About this task:
Go through the records line by line from the top and repeat each one exactly, ending with the line that contains "pub fn configure_sqlite_connection(conn: &Connection)".

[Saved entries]

..........

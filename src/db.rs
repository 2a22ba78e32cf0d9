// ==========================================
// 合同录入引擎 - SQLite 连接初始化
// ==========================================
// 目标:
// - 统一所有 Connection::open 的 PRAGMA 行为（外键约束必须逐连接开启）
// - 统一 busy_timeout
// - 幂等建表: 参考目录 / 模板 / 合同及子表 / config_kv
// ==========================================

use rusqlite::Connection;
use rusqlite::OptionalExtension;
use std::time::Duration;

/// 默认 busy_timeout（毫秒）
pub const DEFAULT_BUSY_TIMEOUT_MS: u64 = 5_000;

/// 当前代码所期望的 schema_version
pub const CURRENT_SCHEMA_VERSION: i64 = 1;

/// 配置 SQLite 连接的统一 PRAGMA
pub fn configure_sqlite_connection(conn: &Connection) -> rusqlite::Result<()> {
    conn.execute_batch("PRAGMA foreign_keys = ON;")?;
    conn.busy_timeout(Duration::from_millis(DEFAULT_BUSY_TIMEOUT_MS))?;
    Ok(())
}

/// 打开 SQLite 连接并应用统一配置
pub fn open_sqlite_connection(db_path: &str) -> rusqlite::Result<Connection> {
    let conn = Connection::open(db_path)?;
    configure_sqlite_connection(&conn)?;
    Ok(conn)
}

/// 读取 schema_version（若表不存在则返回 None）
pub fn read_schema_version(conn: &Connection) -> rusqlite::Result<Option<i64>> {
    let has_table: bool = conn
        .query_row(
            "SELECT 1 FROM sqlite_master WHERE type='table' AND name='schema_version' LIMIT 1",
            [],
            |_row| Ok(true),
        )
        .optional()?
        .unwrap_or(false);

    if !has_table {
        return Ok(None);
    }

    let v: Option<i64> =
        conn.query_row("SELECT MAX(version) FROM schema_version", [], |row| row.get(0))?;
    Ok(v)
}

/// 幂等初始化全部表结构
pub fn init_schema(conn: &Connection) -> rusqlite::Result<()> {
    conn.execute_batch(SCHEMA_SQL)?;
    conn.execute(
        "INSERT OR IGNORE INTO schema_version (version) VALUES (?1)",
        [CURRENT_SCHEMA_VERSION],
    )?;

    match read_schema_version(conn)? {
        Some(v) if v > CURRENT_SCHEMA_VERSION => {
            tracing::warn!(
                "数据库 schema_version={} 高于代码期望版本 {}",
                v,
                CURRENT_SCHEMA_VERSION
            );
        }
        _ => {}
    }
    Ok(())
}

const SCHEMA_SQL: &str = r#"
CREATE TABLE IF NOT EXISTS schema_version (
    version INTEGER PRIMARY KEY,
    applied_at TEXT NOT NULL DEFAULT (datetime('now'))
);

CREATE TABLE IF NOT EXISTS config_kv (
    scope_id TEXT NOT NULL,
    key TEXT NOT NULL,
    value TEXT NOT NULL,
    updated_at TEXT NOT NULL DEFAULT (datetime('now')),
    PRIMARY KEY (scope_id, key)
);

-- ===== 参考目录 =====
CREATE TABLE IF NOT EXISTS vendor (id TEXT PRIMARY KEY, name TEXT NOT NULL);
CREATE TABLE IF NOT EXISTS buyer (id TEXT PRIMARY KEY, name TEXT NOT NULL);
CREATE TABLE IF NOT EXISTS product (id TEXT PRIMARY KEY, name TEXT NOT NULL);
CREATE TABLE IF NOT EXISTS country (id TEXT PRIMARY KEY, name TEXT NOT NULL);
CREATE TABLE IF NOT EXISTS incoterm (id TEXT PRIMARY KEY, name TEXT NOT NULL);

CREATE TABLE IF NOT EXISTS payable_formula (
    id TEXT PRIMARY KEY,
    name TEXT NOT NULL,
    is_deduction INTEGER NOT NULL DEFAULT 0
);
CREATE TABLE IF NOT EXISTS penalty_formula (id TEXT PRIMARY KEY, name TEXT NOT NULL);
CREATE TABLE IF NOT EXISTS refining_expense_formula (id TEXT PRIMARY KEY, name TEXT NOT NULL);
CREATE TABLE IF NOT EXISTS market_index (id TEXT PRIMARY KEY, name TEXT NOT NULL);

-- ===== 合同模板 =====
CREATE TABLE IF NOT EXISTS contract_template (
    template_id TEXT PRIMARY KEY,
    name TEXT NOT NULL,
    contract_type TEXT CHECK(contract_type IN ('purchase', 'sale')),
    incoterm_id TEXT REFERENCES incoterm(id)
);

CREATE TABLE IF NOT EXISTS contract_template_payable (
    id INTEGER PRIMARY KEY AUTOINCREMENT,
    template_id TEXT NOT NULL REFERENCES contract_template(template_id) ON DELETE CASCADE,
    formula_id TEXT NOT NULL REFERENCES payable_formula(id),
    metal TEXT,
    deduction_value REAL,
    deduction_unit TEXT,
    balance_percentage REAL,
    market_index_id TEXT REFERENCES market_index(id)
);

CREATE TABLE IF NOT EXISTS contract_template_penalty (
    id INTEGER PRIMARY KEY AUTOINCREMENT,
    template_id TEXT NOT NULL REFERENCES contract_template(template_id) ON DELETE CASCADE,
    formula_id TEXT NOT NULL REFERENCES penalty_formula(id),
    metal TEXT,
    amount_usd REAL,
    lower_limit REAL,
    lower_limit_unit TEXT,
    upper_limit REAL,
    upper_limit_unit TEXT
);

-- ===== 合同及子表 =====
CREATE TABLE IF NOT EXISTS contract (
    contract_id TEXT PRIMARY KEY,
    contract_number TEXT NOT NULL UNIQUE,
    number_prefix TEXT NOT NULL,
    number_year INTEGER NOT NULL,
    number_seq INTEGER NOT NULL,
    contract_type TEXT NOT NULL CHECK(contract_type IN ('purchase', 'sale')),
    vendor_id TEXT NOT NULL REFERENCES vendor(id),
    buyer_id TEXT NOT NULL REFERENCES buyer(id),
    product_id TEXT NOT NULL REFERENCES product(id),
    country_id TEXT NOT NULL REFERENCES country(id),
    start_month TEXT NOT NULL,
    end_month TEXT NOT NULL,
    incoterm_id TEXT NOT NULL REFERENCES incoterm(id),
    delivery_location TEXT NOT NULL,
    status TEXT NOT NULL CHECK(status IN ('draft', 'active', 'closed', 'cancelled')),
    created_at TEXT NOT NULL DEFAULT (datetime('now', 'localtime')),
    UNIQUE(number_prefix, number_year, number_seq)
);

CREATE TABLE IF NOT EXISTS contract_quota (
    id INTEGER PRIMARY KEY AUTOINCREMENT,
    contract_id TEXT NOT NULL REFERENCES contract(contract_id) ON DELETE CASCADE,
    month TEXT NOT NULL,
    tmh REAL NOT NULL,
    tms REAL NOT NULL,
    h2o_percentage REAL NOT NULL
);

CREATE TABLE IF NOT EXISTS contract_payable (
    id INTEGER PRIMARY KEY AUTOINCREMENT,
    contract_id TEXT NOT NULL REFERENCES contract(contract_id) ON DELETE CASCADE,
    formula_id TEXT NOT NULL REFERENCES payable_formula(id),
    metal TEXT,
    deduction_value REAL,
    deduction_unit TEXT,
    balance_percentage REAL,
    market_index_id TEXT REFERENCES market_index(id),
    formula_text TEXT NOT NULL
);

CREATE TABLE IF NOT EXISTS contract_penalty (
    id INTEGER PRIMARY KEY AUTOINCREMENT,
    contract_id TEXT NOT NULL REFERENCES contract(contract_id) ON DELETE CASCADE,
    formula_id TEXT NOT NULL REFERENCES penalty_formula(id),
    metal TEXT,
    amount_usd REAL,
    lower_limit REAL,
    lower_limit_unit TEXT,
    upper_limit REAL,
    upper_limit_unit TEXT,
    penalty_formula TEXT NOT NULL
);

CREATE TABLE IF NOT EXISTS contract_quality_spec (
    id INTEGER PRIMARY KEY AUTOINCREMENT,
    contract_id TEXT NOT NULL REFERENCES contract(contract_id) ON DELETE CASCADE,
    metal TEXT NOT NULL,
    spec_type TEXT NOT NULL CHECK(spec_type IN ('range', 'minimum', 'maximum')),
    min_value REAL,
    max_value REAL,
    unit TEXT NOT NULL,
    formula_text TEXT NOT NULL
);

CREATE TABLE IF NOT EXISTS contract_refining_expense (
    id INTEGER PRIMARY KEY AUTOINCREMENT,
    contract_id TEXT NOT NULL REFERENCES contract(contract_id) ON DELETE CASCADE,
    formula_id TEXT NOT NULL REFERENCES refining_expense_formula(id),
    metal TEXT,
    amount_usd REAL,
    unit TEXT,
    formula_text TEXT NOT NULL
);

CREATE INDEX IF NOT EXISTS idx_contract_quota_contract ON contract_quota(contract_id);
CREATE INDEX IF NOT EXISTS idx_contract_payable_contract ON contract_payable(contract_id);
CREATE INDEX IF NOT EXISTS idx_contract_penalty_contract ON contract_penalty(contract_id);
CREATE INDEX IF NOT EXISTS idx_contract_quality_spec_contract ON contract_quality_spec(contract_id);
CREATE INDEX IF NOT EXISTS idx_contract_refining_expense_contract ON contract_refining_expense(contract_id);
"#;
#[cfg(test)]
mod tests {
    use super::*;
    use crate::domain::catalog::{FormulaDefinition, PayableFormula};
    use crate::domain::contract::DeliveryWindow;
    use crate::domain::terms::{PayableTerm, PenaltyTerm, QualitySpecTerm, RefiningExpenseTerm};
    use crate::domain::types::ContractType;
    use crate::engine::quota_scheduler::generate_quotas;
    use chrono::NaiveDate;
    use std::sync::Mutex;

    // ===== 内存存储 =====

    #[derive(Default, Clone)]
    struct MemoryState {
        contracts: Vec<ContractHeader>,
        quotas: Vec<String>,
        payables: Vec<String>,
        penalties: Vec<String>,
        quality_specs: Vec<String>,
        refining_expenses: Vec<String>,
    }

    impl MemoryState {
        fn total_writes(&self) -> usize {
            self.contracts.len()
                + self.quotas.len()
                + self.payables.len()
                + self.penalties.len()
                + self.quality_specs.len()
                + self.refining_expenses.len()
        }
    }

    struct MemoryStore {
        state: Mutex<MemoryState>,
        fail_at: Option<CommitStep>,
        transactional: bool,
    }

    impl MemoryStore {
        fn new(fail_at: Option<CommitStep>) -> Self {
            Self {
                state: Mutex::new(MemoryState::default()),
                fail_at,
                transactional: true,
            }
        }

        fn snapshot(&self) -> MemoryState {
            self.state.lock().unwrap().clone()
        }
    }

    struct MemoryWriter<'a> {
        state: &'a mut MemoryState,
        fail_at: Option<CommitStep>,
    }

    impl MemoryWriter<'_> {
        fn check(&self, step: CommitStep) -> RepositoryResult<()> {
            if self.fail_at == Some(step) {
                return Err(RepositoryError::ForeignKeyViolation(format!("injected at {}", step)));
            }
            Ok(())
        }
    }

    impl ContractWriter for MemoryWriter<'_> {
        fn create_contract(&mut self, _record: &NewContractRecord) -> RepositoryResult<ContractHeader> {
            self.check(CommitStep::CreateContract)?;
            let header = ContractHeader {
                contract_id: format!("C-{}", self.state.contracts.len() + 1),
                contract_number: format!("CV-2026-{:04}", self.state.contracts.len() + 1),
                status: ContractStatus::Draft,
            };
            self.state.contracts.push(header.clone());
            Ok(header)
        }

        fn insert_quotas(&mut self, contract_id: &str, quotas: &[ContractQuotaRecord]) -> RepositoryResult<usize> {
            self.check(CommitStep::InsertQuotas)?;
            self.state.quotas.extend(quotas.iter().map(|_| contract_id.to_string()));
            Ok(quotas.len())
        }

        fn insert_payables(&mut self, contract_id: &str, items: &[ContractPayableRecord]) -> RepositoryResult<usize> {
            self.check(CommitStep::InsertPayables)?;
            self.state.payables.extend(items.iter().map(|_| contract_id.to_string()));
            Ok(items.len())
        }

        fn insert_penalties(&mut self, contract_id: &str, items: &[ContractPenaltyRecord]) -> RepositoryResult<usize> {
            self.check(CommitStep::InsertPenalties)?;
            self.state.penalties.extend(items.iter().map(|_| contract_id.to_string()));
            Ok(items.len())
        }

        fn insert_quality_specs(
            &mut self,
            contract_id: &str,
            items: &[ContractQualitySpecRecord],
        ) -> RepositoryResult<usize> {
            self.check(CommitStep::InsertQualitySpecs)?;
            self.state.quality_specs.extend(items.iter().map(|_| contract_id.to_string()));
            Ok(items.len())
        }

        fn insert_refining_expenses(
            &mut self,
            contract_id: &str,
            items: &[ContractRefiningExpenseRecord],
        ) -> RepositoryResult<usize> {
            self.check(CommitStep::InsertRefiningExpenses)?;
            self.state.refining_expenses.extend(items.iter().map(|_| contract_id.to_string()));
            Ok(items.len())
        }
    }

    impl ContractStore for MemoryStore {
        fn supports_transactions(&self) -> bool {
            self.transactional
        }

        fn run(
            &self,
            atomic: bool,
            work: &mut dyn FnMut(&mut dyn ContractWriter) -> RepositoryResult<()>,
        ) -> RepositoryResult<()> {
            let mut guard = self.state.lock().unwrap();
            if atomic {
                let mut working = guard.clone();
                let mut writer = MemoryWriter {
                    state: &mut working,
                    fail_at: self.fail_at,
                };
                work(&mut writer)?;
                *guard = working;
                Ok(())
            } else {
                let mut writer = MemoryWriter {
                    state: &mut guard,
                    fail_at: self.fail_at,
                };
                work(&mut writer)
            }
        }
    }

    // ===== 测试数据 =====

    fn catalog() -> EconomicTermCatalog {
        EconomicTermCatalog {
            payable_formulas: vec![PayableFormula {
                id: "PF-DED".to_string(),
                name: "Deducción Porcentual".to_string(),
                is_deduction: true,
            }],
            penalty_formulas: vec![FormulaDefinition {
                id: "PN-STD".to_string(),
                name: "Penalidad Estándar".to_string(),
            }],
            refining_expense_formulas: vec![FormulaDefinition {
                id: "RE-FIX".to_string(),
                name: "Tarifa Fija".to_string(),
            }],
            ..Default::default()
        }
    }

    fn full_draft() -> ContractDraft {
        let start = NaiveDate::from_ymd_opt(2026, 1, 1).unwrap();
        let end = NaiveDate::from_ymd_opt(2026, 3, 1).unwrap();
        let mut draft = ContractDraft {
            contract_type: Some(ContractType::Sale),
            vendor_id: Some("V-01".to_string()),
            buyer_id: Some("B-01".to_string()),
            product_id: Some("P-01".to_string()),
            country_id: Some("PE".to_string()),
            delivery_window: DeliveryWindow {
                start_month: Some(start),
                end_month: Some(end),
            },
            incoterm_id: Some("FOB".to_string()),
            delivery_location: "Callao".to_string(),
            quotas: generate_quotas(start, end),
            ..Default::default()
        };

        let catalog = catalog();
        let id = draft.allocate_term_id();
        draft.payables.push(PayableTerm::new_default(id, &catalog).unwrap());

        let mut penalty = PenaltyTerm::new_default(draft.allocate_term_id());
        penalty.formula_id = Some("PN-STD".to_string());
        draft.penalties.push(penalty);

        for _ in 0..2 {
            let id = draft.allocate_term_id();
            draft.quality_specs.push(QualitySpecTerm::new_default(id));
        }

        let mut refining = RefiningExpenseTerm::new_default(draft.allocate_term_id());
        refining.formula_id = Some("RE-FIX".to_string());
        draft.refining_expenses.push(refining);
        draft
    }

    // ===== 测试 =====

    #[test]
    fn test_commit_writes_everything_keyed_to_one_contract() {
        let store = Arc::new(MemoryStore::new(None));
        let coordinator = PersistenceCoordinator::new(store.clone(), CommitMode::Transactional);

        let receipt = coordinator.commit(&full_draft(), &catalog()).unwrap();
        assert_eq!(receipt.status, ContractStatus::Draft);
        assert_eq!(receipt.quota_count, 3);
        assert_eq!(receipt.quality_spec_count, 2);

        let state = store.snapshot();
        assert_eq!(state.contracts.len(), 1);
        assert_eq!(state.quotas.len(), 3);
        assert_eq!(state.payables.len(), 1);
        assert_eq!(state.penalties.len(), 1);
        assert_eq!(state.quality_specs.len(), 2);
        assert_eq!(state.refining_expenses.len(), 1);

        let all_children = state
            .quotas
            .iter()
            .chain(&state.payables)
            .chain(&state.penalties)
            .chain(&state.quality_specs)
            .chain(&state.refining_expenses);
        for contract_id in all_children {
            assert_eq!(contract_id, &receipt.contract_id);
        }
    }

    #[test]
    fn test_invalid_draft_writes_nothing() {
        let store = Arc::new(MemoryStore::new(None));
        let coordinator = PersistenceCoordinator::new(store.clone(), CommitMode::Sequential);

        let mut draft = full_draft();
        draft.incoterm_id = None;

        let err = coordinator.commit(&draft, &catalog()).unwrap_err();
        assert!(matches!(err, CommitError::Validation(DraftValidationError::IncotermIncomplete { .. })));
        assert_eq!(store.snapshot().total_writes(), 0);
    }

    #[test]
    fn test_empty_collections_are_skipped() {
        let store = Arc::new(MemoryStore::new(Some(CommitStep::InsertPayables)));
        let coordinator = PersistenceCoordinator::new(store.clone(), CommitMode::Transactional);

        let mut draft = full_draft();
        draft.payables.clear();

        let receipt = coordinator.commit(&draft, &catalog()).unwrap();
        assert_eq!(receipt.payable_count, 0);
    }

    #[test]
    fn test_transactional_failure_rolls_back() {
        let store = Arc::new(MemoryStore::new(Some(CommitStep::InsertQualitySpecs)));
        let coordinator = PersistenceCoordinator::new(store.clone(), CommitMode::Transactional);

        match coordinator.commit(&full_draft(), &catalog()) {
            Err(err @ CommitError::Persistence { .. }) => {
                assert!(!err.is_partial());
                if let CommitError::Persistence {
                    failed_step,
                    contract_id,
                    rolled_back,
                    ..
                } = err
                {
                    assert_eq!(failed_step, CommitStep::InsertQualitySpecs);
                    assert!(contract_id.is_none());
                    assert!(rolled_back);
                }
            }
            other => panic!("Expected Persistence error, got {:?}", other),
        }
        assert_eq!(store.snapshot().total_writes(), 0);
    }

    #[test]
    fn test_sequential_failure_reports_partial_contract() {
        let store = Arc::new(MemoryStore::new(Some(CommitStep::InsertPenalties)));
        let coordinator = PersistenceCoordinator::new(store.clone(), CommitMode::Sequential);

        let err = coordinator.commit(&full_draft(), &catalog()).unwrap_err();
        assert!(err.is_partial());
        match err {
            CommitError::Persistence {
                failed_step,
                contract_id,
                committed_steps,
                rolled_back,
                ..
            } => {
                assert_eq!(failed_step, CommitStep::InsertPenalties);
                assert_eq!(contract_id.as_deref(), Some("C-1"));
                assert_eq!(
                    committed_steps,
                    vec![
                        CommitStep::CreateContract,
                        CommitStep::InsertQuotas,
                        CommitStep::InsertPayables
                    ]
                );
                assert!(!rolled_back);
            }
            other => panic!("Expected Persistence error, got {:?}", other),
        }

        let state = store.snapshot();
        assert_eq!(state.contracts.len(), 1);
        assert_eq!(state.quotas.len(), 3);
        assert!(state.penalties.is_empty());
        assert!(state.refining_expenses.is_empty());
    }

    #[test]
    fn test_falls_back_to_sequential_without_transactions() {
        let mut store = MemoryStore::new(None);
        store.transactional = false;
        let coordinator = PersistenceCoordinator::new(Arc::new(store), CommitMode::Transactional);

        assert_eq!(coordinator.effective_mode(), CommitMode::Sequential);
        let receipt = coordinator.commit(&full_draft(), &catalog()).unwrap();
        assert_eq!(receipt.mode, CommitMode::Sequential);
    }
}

..........

Solution to the exercise:
filename src/db.rs
repository 2a22ba78e32cf0d9
// ==========================================
// 合同录入引擎 - SQLite 连接初始化
// ==========================================
// 目标:
// - 统一所有 Connection::open 的 PRAGMA 行为（外键约束必须逐连接开启）
// - 统一 busy_timeout
// - 幂等建表: 参考目录 / 模板 / 合同及子表 / config_kv
// ==========================================

use rusqlite::Connection;
use rusqlite::OptionalExtension;
use std::time::Duration;

/// 默认 busy_timeout（毫秒）
pub const DEFAULT_BUSY_TIMEOUT_MS: u64 = 5_000;

/// 当前代码所期望的 schema_version
pub const CURRENT_SCHEMA_VERSION: i64 = 1;

/// 配置 SQLite 连接的统一 PRAGMA
pub fn configure_sqlite_connection(conn: &Connection) -> rusqlite::Result<()> {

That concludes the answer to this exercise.